From where I was laying, I could see everything. One EMT pumped violently on the boy’s chest, but there was no response. Something in my gut told me there wasn’t going to be one either. Still, they tried for a few seconds more, and the boy’s body moved as though it were made out of some sort of jelly as the EMT continued pumping his chest, trying to get his heart to start. As they wheeled him into a room nearby, my gut-feeling was confirmed. A doctor walked out of the room, toward the only two people in the Emergency Room on edge— the boy’s parents. I listened as he explained to them that when the EMT’s arrived at his house, his pupils were already fully dilated; he was brain dead by the time they got to him. On top of that, he wasn’t responding to any sort of resuscitation.
“He’s not going to make it?” His father’s voice shook as he asked the words his wife was unable to. The entire staff in the Emergency Room hall looked toward the floor as if it were an easier way to say “I’m sorry, but no.” Naturally, the boy’s parents lost what little composure they had left. His father threw his arms in the air and burst into tears at the same time as his wife. As he took out his phone to break the news to the boy’s family and friends, the mother simply asked if she could go in the room and kiss her son.
Still lying on my stretcher, I felt wrong and ashamed for witnessing what I had just seen, but for all the wrong reasons.
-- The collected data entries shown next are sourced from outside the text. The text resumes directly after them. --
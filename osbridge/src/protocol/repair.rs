//! Best-effort plan repair.
//!
//! Given a raw plan that failed to parse or validate, produce a corrected
//! candidate plus a machine-readable list of every change made. Repair never
//! silently changes semantics: it only drops unknown top-level fields, fixes
//! obvious typing (numeric literals sent as strings), and inserts missing
//! defaults. The caller decides whether to resubmit; the executor never
//! invokes repair on its own.

use serde::{Deserialize, Serialize};
use serde_json::{Map, Value};

use super::models::PROTOCOL_VERSION;

/// Top-level keys the plan model understands; anything else is dropped.
const KNOWN_PLAN_KEYS: &[&str] = &[
    "plan_id",
    "protocol_version",
    "description",
    "metadata",
    "execution_mode",
    "mode",
    "actions",
    "retry_defaults",
    "timeout_seconds",
];

/// Per-action numeric fields commonly sent as strings by weaker models.
const NUMERIC_ACTION_KEYS: &[&str] = &["timeout_s"];

#[derive(Debug, Clone, PartialEq, Serialize, Deserialize)]
#[serde(tag = "change", rename_all = "snake_case")]
pub enum RepairChange {
    DroppedUnknownField { field: String },
    CoercedNumeric { path: String, from: String },
    InsertedDefault { path: String, value: Value },
    WrappedSingleDependency { path: String },
}

#[derive(Debug, Clone, Serialize, Deserialize)]
pub struct RepairResult {
    pub plan: Value,
    pub changes: Vec<RepairChange>,
    /// Diagnostics that motivated the repair, echoed for the caller.
    pub diagnostics: Vec<String>,
}

impl RepairResult {
    pub fn changed(&self) -> bool {
        !self.changes.is_empty()
    }
}

pub fn repair(raw: &Value, diagnostics: &[String]) -> RepairResult {
    let mut changes = Vec::new();
    let mut plan = raw.clone();

    if let Some(obj) = plan.as_object_mut() {
        drop_unknown_fields(obj, &mut changes);
        insert_defaults(obj, &mut changes);
        if let Some(actions) = obj.get_mut("actions").and_then(Value::as_array_mut) {
            for (i, action) in actions.iter_mut().enumerate() {
                if let Some(act) = action.as_object_mut() {
                    repair_action(act, i, &mut changes);
                }
            }
        }
    }

    RepairResult {
        plan,
        changes,
        diagnostics: diagnostics.to_vec(),
    }
}

fn drop_unknown_fields(obj: &mut Map<String, Value>, changes: &mut Vec<RepairChange>) {
    let unknown: Vec<String> = obj
        .keys()
        .filter(|k| !KNOWN_PLAN_KEYS.contains(&k.as_str()))
        .cloned()
        .collect();
    for key in unknown {
        obj.remove(&key);
        changes.push(RepairChange::DroppedUnknownField { field: key });
    }
}

fn insert_defaults(obj: &mut Map<String, Value>, changes: &mut Vec<RepairChange>) {
    if !obj.contains_key("protocol_version") {
        obj.insert(
            "protocol_version".to_string(),
            Value::String(PROTOCOL_VERSION.to_string()),
        );
        changes.push(RepairChange::InsertedDefault {
            path: "protocol_version".to_string(),
            value: Value::String(PROTOCOL_VERSION.to_string()),
        });
    }
    if !obj.contains_key("actions") {
        obj.insert("actions".to_string(), Value::Array(Vec::new()));
        changes.push(RepairChange::InsertedDefault {
            path: "actions".to_string(),
            value: Value::Array(Vec::new()),
        });
    }
}

fn repair_action(act: &mut Map<String, Value>, index: usize, changes: &mut Vec<RepairChange>) {
    for key in NUMERIC_ACTION_KEYS {
        let path = format!("actions[{index}].{key}");
        if let Some(Value::String(s)) = act.get(*key) {
            if let Ok(n) = s.trim().parse::<f64>() {
                if let Some(num) = serde_json::Number::from_f64(n) {
                    let from = s.clone();
                    act.insert((*key).to_string(), Value::Number(num));
                    changes.push(RepairChange::CoercedNumeric { path, from });
                }
            }
        }
    }
    // `depends_on: "a1"` instead of `["a1"]`
    if let Some(Value::String(dep)) = act.get("depends_on") {
        let dep = dep.clone();
        act.insert(
            "depends_on".to_string(),
            Value::Array(vec![Value::String(dep)]),
        );
        changes.push(RepairChange::WrappedSingleDependency {
            path: format!("actions[{index}].depends_on"),
        });
    }
}

/// Renders repair diagnostics and changes into a correction prompt the
/// caller can hand back to the LLM that produced the broken plan.
pub struct CorrectionPromptFormatter;

impl CorrectionPromptFormatter {
    pub fn format(result: &RepairResult) -> String {
        let mut out = String::from("The submitted plan was rejected. Problems found:\n");
        for diag in &result.diagnostics {
            out.push_str(&format!("- {diag}\n"));
        }
        if result.changed() {
            out.push_str("\nAutomatic corrections applied to the candidate below:\n");
            for change in &result.changes {
                match change {
                    RepairChange::DroppedUnknownField { field } => {
                        out.push_str(&format!("- dropped unknown field '{field}'\n"));
                    }
                    RepairChange::CoercedNumeric { path, from } => {
                        out.push_str(&format!("- coerced '{path}' from string \"{from}\" to a number\n"));
                    }
                    RepairChange::InsertedDefault { path, value } => {
                        out.push_str(&format!("- inserted default '{path}' = {value}\n"));
                    }
                    RepairChange::WrappedSingleDependency { path } => {
                        out.push_str(&format!("- wrapped '{path}' into a list\n"));
                    }
                }
            }
        }
        out.push_str("\nResubmit a corrected plan that satisfies the protocol schema.\n");
        out
    }
}

#[cfg(test)]
mod tests {
    use super::*;

    #[test]
    fn drops_unknown_top_level_fields() {
        let raw = serde_json::json!({
            "plan_id": "p", "actions": [], "thoughts": "let me think..."
        });
        let result = repair(&raw, &[]);
        assert!(result.plan.get("thoughts").is_none());
        assert!(result
            .changes
            .iter()
            .any(|c| matches!(c, RepairChange::DroppedUnknownField { field } if field == "thoughts")));
    }

    #[test]
    fn coerces_string_numerics_and_wraps_deps() {
        let raw = serde_json::json!({
            "plan_id": "p",
            "actions": [
                {"id": "a", "module": "m", "action": "x", "timeout_s": "30", "depends_on": "b"},
                {"id": "b", "module": "m", "action": "x"}
            ]
        });
        let result = repair(&raw, &["actions[0].timeout_s: expected number".to_string()]);
        assert_eq!(result.plan["actions"][0]["timeout_s"], 30.0);
        assert_eq!(result.plan["actions"][0]["depends_on"], serde_json::json!(["b"]));
        assert!(result.changed());
    }

    #[test]
    fn inserts_missing_protocol_version() {
        let raw = serde_json::json!({"plan_id": "p", "actions": []});
        let result = repair(&raw, &[]);
        assert_eq!(result.plan["protocol_version"], PROTOCOL_VERSION);
    }

    #[test]
    fn correction_prompt_lists_changes() {
        let raw = serde_json::json!({"plan_id": "p", "actions": [], "extra": 1});
        let result = repair(&raw, &["unknown field 'extra'".to_string()]);
        let prompt = CorrectionPromptFormatter::format(&result);
        assert!(prompt.contains("unknown field 'extra'"));
        assert!(prompt.contains("dropped unknown field"));
    }
}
I wasn’t ashamed because I had watched everything that happened; after all there wasn’t really any other option since I was lying in the hall anyway. I was ashamed and felt wrong because I didn’t completely understand the boy’s reactions. Not only that, but I felt nothing. I had just watched someone die. Shouldn’t that have evoked some sort of emotion? But regardless of what should’ve happened from what I had just seen, I couldn’t deny the fact that I hadn’t felt anything. I simply laid on my stretcher quietly, knowing it would be a while until a nurse got around to seeing me.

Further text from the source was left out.